=== Recorded information ===
--- START ---
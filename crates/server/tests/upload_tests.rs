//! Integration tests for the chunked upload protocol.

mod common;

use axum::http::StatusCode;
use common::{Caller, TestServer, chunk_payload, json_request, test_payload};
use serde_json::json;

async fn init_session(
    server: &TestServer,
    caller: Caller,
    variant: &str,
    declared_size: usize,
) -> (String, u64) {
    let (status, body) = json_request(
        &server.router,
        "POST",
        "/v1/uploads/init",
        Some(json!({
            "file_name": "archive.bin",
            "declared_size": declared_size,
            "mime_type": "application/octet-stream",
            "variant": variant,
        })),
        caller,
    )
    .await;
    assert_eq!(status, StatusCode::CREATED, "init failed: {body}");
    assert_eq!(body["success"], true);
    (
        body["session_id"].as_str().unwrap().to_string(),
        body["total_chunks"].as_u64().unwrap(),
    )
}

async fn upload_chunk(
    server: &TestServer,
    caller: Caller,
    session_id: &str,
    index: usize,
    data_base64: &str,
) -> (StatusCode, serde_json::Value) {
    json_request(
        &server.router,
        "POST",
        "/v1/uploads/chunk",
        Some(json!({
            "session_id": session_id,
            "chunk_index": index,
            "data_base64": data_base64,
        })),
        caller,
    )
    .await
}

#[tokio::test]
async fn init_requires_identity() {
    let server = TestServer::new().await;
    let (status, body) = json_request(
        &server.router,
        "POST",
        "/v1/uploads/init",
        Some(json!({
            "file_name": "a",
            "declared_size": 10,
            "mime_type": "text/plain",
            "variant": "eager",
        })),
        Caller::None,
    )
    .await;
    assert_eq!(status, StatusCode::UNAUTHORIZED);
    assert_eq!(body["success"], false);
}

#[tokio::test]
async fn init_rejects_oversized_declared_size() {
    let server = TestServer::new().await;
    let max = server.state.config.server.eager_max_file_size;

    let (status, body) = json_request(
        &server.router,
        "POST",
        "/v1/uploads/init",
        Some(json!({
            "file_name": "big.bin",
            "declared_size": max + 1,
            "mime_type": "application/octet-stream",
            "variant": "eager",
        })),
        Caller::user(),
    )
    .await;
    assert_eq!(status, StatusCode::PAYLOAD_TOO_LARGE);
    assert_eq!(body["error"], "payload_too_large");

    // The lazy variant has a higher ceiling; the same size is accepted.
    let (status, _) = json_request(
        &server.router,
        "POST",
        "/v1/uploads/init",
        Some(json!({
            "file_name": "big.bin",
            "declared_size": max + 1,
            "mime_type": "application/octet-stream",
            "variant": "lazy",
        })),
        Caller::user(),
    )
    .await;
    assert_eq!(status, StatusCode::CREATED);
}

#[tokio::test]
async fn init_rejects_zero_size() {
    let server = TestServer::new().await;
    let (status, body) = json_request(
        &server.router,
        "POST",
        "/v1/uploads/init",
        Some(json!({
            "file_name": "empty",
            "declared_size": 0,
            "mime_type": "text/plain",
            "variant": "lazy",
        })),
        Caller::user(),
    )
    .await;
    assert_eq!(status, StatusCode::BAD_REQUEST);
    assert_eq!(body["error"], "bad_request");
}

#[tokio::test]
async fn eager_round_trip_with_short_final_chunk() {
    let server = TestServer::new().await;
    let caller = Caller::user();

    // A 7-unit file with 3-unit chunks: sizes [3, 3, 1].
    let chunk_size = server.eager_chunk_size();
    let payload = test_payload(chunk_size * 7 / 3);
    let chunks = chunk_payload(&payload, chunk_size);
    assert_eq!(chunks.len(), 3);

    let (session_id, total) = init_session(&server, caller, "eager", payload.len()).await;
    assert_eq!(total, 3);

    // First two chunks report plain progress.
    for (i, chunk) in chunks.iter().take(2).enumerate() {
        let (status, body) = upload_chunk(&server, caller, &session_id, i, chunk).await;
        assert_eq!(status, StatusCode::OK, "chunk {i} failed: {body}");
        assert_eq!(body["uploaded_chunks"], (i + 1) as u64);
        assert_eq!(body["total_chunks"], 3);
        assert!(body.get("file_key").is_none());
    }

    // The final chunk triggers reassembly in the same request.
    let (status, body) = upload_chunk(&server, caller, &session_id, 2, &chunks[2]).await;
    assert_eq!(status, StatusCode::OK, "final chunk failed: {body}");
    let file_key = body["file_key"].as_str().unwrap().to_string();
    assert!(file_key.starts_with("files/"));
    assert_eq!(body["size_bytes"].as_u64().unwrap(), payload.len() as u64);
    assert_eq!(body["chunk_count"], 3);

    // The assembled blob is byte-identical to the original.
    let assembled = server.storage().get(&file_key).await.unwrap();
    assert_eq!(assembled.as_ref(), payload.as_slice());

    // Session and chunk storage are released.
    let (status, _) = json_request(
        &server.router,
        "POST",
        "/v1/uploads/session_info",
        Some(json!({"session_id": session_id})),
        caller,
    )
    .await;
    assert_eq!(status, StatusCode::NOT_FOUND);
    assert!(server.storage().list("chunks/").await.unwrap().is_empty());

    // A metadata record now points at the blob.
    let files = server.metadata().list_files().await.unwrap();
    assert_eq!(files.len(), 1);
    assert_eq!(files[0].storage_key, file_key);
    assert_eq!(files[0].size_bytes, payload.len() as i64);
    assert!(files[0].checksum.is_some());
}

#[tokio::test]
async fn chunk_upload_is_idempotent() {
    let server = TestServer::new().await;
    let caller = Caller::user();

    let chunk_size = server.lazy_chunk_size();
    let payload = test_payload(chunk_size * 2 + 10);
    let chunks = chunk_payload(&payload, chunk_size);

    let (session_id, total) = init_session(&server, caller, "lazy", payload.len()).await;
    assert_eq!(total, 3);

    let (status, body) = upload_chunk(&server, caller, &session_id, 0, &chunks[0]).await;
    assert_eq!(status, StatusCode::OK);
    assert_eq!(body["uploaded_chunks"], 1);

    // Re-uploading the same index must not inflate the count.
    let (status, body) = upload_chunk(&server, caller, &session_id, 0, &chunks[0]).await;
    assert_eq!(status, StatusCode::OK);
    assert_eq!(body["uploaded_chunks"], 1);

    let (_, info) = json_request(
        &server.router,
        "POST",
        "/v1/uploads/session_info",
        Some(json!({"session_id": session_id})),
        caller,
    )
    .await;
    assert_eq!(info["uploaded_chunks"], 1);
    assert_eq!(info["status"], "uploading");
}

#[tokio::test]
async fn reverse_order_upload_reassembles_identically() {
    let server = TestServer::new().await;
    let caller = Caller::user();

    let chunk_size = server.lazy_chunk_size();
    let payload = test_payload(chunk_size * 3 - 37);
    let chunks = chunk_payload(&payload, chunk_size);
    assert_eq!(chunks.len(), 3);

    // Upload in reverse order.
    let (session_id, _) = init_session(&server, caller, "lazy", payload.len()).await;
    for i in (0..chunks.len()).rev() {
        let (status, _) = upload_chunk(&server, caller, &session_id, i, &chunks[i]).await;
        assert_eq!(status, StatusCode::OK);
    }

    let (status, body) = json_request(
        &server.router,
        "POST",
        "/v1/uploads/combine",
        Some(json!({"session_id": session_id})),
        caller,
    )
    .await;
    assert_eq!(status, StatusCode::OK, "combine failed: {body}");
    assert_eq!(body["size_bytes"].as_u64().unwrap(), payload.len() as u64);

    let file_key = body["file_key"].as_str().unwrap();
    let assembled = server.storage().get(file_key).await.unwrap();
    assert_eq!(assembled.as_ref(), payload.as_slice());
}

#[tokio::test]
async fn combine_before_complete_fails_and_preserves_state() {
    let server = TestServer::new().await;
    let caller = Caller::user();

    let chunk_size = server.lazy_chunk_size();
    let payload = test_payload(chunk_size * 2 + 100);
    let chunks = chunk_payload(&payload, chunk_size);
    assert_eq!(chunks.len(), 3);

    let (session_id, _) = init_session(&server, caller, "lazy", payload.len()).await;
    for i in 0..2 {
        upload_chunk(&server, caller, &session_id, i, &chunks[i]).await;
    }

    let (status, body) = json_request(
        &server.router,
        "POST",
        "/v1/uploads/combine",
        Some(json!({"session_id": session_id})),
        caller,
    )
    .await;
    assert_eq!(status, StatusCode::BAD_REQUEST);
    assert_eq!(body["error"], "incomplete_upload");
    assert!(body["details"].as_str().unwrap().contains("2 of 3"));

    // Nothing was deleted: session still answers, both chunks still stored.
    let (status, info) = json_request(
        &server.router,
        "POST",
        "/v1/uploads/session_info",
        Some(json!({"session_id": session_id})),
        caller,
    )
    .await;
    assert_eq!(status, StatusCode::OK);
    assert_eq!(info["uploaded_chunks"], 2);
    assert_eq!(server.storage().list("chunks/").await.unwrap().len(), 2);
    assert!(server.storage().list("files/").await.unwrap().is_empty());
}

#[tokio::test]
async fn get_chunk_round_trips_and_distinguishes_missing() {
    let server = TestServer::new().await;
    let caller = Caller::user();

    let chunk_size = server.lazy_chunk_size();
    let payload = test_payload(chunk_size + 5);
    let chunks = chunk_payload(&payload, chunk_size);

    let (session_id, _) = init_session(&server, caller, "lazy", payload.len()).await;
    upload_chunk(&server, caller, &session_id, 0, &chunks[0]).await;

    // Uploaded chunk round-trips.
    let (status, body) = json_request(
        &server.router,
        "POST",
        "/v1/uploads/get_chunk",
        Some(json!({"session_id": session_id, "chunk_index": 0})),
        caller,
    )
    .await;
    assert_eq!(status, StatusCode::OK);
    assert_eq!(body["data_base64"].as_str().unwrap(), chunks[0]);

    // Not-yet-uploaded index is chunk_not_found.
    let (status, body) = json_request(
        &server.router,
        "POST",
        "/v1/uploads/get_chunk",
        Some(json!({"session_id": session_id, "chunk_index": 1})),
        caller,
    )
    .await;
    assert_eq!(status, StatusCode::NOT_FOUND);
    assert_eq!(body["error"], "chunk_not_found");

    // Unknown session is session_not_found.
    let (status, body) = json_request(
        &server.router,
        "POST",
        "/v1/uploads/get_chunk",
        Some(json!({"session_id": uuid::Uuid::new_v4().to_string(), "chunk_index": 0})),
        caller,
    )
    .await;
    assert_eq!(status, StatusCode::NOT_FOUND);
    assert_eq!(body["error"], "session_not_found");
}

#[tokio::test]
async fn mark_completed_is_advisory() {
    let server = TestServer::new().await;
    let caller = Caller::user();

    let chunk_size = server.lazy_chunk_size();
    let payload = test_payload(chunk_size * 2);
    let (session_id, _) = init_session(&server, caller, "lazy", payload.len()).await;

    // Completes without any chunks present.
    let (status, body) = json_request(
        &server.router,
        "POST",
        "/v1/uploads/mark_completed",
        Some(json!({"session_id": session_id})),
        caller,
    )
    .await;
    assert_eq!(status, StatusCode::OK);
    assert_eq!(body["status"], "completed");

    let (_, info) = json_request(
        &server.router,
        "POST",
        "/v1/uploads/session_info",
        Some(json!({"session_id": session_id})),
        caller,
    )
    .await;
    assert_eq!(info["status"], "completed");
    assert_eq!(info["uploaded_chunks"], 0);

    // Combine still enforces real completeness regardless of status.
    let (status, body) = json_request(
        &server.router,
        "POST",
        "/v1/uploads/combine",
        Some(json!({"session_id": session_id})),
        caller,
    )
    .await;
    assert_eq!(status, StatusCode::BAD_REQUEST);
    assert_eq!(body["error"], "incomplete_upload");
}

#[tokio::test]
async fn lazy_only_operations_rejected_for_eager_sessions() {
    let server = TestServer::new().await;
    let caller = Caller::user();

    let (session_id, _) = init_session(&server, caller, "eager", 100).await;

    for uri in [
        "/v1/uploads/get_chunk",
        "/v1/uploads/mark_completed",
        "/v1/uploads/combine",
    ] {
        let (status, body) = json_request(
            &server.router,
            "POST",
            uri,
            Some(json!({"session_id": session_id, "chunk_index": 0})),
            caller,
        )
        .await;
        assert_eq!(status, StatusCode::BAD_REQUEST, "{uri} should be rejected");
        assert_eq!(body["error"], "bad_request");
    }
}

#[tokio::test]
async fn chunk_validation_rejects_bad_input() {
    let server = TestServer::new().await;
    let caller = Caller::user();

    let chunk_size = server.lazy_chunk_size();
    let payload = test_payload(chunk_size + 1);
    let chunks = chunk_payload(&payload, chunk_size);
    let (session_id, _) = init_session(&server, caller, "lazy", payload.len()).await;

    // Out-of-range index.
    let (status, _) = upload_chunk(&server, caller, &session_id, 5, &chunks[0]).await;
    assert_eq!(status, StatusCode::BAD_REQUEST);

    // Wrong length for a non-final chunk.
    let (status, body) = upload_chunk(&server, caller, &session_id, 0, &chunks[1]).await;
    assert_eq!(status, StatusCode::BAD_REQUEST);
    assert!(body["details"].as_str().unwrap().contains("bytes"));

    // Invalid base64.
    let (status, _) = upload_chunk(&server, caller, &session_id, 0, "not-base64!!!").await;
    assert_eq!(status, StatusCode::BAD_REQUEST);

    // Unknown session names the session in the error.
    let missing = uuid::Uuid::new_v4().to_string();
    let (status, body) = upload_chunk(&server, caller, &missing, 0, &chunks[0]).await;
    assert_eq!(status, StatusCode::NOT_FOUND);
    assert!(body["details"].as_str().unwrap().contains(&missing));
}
--- END ---
--- START ---
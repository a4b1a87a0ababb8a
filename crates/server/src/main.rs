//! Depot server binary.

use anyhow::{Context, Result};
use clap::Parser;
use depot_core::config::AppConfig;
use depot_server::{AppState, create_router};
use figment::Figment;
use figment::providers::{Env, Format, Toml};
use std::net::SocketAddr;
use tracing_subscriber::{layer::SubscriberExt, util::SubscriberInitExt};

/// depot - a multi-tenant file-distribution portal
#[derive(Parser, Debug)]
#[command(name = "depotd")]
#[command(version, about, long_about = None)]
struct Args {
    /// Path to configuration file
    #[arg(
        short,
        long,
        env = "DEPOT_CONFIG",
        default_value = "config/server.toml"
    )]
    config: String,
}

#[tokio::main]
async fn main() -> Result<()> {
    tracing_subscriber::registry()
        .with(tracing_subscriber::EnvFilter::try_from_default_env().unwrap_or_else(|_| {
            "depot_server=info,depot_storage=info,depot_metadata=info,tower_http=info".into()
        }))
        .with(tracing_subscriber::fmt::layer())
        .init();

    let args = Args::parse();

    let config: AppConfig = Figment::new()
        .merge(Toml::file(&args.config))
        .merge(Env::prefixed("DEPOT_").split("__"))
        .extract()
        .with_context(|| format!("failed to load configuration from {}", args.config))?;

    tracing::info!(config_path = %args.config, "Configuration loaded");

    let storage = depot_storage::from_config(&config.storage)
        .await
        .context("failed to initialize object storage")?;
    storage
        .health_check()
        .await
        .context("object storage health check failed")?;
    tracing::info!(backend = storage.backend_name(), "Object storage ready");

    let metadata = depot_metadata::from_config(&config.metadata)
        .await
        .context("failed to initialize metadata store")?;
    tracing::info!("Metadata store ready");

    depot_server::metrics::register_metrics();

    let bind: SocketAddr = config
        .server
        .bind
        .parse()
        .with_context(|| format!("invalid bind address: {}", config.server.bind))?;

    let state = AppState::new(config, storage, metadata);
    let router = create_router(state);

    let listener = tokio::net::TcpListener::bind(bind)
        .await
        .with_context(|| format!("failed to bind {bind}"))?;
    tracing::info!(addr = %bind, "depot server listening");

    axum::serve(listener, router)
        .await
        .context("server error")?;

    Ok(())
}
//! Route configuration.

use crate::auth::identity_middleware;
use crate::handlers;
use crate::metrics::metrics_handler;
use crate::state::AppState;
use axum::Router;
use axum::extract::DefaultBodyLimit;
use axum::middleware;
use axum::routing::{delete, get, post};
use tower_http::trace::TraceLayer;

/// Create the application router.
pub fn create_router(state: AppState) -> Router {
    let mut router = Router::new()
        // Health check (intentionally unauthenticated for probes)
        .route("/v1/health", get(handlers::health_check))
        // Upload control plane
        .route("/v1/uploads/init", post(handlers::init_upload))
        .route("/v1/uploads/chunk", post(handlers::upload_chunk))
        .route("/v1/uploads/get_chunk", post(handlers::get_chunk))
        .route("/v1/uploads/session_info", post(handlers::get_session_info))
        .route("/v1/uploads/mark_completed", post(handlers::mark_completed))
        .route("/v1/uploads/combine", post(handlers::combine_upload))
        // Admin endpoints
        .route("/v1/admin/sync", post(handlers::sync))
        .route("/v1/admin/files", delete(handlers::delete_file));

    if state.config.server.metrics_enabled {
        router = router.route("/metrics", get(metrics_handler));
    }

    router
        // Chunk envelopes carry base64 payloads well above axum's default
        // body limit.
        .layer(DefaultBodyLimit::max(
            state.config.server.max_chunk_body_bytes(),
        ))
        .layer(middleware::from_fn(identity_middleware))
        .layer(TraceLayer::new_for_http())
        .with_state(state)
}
--- END ---
--- START ---
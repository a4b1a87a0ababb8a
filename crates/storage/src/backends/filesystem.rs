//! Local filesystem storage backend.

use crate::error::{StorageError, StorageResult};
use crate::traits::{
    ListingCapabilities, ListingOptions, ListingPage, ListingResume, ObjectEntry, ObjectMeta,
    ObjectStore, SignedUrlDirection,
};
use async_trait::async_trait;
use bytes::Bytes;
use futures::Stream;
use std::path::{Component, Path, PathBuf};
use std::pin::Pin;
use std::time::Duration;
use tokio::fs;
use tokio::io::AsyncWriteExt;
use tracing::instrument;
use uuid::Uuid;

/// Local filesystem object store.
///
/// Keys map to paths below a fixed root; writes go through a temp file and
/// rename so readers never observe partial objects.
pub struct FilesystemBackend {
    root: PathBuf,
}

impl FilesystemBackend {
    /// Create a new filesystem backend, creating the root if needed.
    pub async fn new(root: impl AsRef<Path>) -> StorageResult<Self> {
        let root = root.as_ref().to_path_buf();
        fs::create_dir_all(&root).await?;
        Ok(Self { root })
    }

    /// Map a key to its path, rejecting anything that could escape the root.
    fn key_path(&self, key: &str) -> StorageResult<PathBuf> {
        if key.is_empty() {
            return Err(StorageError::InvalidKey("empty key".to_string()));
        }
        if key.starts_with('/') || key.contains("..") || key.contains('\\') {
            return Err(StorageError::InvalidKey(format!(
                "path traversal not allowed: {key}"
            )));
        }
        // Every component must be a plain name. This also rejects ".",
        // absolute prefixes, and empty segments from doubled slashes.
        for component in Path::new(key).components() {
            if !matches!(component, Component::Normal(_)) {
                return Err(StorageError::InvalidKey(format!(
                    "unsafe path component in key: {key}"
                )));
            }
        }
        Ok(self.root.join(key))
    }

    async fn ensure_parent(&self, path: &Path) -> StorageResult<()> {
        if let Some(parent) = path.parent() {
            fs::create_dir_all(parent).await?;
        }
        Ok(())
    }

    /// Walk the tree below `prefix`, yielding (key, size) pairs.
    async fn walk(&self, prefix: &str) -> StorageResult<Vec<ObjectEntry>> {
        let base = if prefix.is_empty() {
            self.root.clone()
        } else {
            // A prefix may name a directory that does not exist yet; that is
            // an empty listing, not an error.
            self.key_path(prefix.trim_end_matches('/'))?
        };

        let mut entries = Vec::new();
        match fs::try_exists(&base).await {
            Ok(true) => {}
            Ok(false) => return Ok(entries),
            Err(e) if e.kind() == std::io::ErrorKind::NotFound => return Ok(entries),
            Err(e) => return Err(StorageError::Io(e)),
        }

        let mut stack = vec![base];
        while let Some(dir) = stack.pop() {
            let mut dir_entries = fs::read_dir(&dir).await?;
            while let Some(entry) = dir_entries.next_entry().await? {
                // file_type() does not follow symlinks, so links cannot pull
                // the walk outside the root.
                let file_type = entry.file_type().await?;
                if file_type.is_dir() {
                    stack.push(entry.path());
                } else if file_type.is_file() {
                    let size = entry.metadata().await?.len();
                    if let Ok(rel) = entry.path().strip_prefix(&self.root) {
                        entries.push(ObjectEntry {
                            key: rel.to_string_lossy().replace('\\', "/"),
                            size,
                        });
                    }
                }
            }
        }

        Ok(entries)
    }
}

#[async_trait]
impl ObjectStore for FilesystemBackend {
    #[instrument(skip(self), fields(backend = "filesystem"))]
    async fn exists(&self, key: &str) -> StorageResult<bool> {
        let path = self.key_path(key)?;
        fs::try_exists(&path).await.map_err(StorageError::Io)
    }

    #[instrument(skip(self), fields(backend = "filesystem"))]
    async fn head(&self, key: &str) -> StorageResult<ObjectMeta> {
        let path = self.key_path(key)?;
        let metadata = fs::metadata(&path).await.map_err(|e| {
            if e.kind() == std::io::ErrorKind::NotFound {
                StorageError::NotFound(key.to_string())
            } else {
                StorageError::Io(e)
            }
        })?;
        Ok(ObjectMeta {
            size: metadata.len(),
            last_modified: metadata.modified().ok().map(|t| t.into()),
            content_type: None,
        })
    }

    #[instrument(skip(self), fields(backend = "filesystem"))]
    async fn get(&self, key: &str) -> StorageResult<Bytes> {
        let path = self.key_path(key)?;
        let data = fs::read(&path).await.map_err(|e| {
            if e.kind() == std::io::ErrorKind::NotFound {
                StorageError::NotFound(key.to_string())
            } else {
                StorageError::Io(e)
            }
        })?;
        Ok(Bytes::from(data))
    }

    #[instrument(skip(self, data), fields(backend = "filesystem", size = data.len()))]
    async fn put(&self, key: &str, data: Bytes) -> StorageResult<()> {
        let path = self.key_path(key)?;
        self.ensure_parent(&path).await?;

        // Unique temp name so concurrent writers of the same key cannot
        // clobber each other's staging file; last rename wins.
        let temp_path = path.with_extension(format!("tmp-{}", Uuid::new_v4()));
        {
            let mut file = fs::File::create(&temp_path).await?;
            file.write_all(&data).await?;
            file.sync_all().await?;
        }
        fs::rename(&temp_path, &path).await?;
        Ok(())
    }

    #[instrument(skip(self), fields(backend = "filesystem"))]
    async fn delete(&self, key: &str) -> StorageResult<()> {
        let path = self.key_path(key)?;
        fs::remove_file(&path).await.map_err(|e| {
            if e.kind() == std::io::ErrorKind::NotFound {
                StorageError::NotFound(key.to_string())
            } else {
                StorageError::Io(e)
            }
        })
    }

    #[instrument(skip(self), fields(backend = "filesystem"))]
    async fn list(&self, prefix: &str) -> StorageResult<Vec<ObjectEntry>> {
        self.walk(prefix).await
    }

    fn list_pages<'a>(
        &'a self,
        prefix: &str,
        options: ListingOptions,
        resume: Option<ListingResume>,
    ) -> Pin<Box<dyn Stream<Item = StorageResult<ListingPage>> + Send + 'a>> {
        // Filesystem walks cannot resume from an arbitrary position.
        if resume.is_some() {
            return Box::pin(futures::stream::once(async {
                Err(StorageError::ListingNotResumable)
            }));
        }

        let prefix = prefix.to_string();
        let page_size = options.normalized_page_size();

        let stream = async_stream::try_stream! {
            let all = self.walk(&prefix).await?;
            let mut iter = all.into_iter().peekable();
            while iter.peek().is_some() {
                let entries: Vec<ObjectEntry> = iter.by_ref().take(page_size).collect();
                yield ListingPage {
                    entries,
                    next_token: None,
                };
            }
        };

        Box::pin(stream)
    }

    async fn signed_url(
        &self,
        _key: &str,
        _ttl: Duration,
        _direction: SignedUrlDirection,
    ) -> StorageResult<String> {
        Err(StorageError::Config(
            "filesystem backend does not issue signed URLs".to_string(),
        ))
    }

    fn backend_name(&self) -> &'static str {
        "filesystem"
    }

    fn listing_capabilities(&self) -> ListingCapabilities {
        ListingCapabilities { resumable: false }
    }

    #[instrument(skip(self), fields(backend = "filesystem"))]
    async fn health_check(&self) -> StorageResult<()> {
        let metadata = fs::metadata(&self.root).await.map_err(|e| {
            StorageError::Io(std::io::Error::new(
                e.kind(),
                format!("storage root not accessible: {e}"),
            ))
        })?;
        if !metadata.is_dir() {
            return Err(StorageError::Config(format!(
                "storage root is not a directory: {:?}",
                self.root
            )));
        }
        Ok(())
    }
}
--- END ---
=== The problem ===
For the word "ListingCapabilities", return every line of the records that holds it.

=== Exercise result ===
    ListingCapabilities, ListingOptions, ListingPage, ListingResume, ObjectEntry, ObjectMeta,
    fn listing_capabilities(&self) -> ListingCapabilities {
        ListingCapabilities { resumable: false }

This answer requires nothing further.